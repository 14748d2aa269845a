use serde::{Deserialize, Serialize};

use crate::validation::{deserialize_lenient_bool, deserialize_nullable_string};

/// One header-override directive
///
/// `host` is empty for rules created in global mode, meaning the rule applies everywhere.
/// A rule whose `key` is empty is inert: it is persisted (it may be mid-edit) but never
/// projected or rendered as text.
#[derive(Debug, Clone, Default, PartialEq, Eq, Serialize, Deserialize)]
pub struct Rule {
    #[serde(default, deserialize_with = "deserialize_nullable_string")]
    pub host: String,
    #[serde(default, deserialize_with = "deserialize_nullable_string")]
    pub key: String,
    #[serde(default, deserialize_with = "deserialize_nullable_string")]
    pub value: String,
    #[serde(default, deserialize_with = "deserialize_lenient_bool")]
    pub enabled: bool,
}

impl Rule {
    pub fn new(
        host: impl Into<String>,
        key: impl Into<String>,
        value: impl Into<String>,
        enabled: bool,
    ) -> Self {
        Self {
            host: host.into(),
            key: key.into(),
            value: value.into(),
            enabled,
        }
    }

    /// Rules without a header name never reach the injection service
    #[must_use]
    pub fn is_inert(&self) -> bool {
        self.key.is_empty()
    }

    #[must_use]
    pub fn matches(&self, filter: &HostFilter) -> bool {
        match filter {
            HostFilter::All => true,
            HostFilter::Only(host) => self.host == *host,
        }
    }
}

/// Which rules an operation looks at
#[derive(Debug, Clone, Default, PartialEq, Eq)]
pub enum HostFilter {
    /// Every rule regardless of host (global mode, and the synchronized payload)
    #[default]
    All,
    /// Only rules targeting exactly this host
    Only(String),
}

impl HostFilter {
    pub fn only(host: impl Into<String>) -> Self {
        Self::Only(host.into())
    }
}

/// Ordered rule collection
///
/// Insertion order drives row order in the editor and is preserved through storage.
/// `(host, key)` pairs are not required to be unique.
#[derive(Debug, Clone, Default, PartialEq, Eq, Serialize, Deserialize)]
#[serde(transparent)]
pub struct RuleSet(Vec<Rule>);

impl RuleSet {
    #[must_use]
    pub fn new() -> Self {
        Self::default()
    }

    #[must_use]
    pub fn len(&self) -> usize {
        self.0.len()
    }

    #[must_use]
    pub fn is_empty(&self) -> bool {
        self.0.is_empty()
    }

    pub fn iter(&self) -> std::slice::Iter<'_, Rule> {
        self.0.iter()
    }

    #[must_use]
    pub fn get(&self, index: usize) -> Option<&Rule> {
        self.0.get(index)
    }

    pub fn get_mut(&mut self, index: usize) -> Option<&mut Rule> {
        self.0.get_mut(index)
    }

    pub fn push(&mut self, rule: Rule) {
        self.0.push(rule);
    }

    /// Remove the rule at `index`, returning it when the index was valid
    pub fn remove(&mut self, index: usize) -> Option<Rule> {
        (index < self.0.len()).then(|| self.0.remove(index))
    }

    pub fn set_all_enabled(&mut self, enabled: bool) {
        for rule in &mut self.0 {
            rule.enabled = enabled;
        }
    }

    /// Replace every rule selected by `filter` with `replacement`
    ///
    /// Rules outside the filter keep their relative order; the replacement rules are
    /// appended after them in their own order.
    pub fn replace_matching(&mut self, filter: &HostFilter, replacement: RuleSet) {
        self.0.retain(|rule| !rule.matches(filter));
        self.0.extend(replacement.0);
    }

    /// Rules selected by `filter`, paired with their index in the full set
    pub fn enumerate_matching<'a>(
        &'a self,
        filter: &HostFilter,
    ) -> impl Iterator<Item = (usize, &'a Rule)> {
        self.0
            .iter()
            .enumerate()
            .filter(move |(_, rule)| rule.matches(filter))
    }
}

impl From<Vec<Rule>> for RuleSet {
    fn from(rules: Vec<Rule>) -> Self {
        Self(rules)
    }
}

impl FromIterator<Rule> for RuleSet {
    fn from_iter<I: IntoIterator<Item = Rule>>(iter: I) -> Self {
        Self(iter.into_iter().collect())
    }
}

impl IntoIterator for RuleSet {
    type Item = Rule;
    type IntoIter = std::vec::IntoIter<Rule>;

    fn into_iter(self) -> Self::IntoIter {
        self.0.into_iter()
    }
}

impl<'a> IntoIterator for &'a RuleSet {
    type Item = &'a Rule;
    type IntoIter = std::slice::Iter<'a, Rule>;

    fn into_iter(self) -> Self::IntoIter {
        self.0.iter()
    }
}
• • • • •
Goal of the exercise
I'd like an exact copy of the lines above, from the very first one through the line that contains "mid-edit) but never", with nothing else added.

Finished exercise
repository 14748d2aa269845a
use serde::{Deserialize, Serialize};

use crate::validation::{deserialize_lenient_bool, deserialize_nullable_string};

/// One header-override directive
///
/// `host` is empty for rules created in global mode, meaning the rule applies everywhere.
/// A rule whose `key` is empty is inert: it is persisted (it may be mid-edit) but never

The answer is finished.